From the Guidelines
The rates of recovery from four common vasopressors (norepinephrine, epinephrine, vasopressin, and phenylephrine) vary based on their pharmacokinetic profiles, with norepinephrine and epinephrine having the shortest half-lives and thus the fastest recovery times. The half-lives of these vasopressors are as follows:
- Norepinephrine has a half-life of 2-2.5 minutes, allowing for rapid titration and recovery within 5-10 minutes after discontinuation 1.
- Epinephrine similarly has a short half-life of 2 minutes with effects dissipating within 5-10 minutes after stopping the infusion 1.
- Vasopressin has a longer half-life of 10-20 minutes, with clinical effects potentially persisting for 30-60 minutes after discontinuation 1.
- Phenylephrine has an intermediate half-life of 5-10 minutes, with effects typically resolving within 15-20 minutes 1. These recovery times are important considerations when selecting vasopressors in hemodynamically unstable patients, particularly when rapid titration may be necessary. Some key points to consider when choosing a vasopressor include:
- The short half-lives of norepinephrine and epinephrine make them preferable when quick adjustments are needed 1.
- Vasopressin's longer duration may provide more stable blood pressure support but less flexibility for rapid weaning 1.
- Patient-specific factors including liver and kidney function can significantly alter these recovery times, as these organs are responsible for metabolism and elimination of these medications 1. It is also worth noting that the choice of vasopressor may depend on the specific clinical scenario, with norepinephrine recommended as the first-choice vasopressor 1, and epinephrine and vasopressin potentially used as alternative or adjunctive agents 1. Additionally, the use of vasopressors should be guided by careful monitoring of hemodynamic parameters and clinical response, with the goal of optimizing blood pressure and perfusion while minimizing potential adverse effects 1.
From the FDA Drug Label
The FDA drug label does not answer the question.
From the Research
Rates of Recovery from Vasopressors
- The rates of recovery from vasopressors, including norepinephrine, dopamine, epinephrine, and vasopressin, have been studied in various clinical trials 2, 3, 4, 5, 6.

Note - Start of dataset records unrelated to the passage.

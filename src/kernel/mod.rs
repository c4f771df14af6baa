//! Headless workspace core (state/action/effect).

pub mod action;
pub mod drag;
pub mod effect;
pub mod execution;
pub mod language;
pub mod preferences;
pub mod services;
pub mod session;
pub mod state;
pub mod store;

pub use action::Action;
pub use drag::{DragGesture, DragSource, DropTarget};
pub use effect::Effect;
pub use execution::{
    ExecutionBackend, ExecutionError, SubmissionRequest, SubmissionResult, SubmissionToken,
};
pub use language::{ExecutionLanguage, LanguageTag};
pub use preferences::LayoutPreferences;
pub use session::{EditorPane, OpenFile, Session, SessionError};
pub use state::WorkspaceState;
pub use store::{DispatchResult, Store, StoreError};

- A systematic review and meta-analysis published in 2015 found that norepinephrine was associated with decreased all-cause mortality compared to dopamine, with an absolute risk reduction of 11% and a number needed to treat of 9 2.
- Another study published in 2020 found that early administration of norepinephrine may allow for faster achievement of the initial mean arterial pressure target and reduce the risk of fluid overload 3.

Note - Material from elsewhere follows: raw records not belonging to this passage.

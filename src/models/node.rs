//! Owned workspace nodes, as persisted and as handed to tree-view consumers.

use compact_str::CompactString;
use serde::{Deserialize, Serialize};
use std::fmt;

pub const ROOT_ID: &str = "root";

#[derive(Clone, Debug, PartialEq, Eq, Hash, PartialOrd, Ord, Serialize, Deserialize)]
#[serde(transparent)]
pub struct NodeId(CompactString);

impl NodeId {
    pub fn new(raw: impl Into<CompactString>) -> Self {
        Self(raw.into())
    }

    pub fn root() -> Self {
        Self(CompactString::new(ROOT_ID))
    }

    pub fn is_root(&self) -> bool {
        self.0 == ROOT_ID
    }

    pub fn as_str(&self) -> &str {
        self.0.as_str()
    }
}

impl fmt::Display for NodeId {
    fn fmt(&self, f: &mut fmt::Formatter<'_>) -> fmt::Result {
        f.write_str(self.as_str())
    }
}

impl From<&str> for NodeId {
    fn from(value: &str) -> Self {
        Self::new(value)
    }
}

impl From<String> for NodeId {
    fn from(value: String) -> Self {
        Self::new(value)
    }
}

#[derive(Copy, Clone, Debug, PartialEq, Eq, Hash)]
pub enum NodeKind {
    File,
    Folder,
}

/// A file or folder with its whole subtree.
#[derive(Clone, Debug, PartialEq, Eq, Serialize, Deserialize)]
#[serde(tag = "type", rename_all = "lowercase")]
pub enum Node {
    File {
        id: NodeId,
        name: String,
        #[serde(default)]
        content: String,
    },
    Folder {
        id: NodeId,
        name: String,
        #[serde(default)]
        children: Vec<Node>,
    },
}

impl Node {
    pub fn file(id: impl Into<NodeId>, name: impl Into<String>, content: impl Into<String>) -> Self {
        Self::File {
            id: id.into(),
            name: name.into(),
            content: content.into(),
        }
    }

    pub fn folder(id: impl Into<NodeId>, name: impl Into<String>, children: Vec<Node>) -> Self {
        Self::Folder {
            id: id.into(),
            name: name.into(),
            children,
        }
    }

    pub fn id(&self) -> &NodeId {
        match self {
            Self::File { id, .. } | Self::Folder { id, .. } => id,
        }
    }

    pub fn name(&self) -> &str {
        match self {
            Self::File { name, .. } | Self::Folder { name, .. } => name,
        }
    }

    pub fn kind(&self) -> NodeKind {
        match self {
            Self::File { .. } => NodeKind::File,
            Self::Folder { .. } => NodeKind::Folder,
        }
    }

    pub fn content(&self) -> Option<&str> {
        match self {
            Self::File { content, .. } => Some(content),
            Self::Folder { .. } => None,
        }
    }

    pub fn children(&self) -> &[Node] {
        match self {
            Self::File { .. } => &[],
            Self::Folder { children, .. } => children,
        }
    }
}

- A systematic review and meta-analysis published in 2021 found that norepinephrine was superior to other vasopressors in minimizing the occurrence of arrhythmia, but there was insufficient evidence concerning mortality and achievement of the target mean arterial pressure outcomes 4.
- The concept of "norepinephrine equivalent" score has been proposed as a marker of shock severity, which quantifies the total amount of vasopressors considering the potency of each agent 5.
- Alternative vasopressors to norepinephrine, such as epinephrine, vasopressin, and angiotensin II, have been studied, but their use is associated with specific advantages and disadvantages, and further studies are needed to define their role in the management of septic shock 6.
Comparison of Vasopressors
- Norepinephrine is currently recommended as the first-line vasopressor in septic shock, due to its association with decreased all-cause mortality and lower risk of major adverse events compared to dopamine 2, 3.
- Epinephrine is considered a second-line vasopressor therapy, due to its higher rate of associated metabolic and cardiac adverse effects compared to norepinephrine 6.
- Vasopressin is recommended as second-line vasopressor therapy, due to its potential effects on mortality and renal function, and its norepinephrine-sparing effect 6.
- Dopamine is no longer recommended in patients with septic shock, due to its association with a higher rate of cardiac arrhythmias without any benefit in terms of mortality or organ dysfunction 6.
Clinical Implications
- The choice of vasopressor should be individualized based on the patient's specific clinical condition and response to treatment 3, 6.
- The use of alternative vasopressors, such as epinephrine and vasopressin, should be considered in patients with refractory septic shock or those who are unresponsive to norepinephrine 6.
- Further studies are needed to define the role of novel vasopressors, such as angiotensin II, in the management of septic shock 6.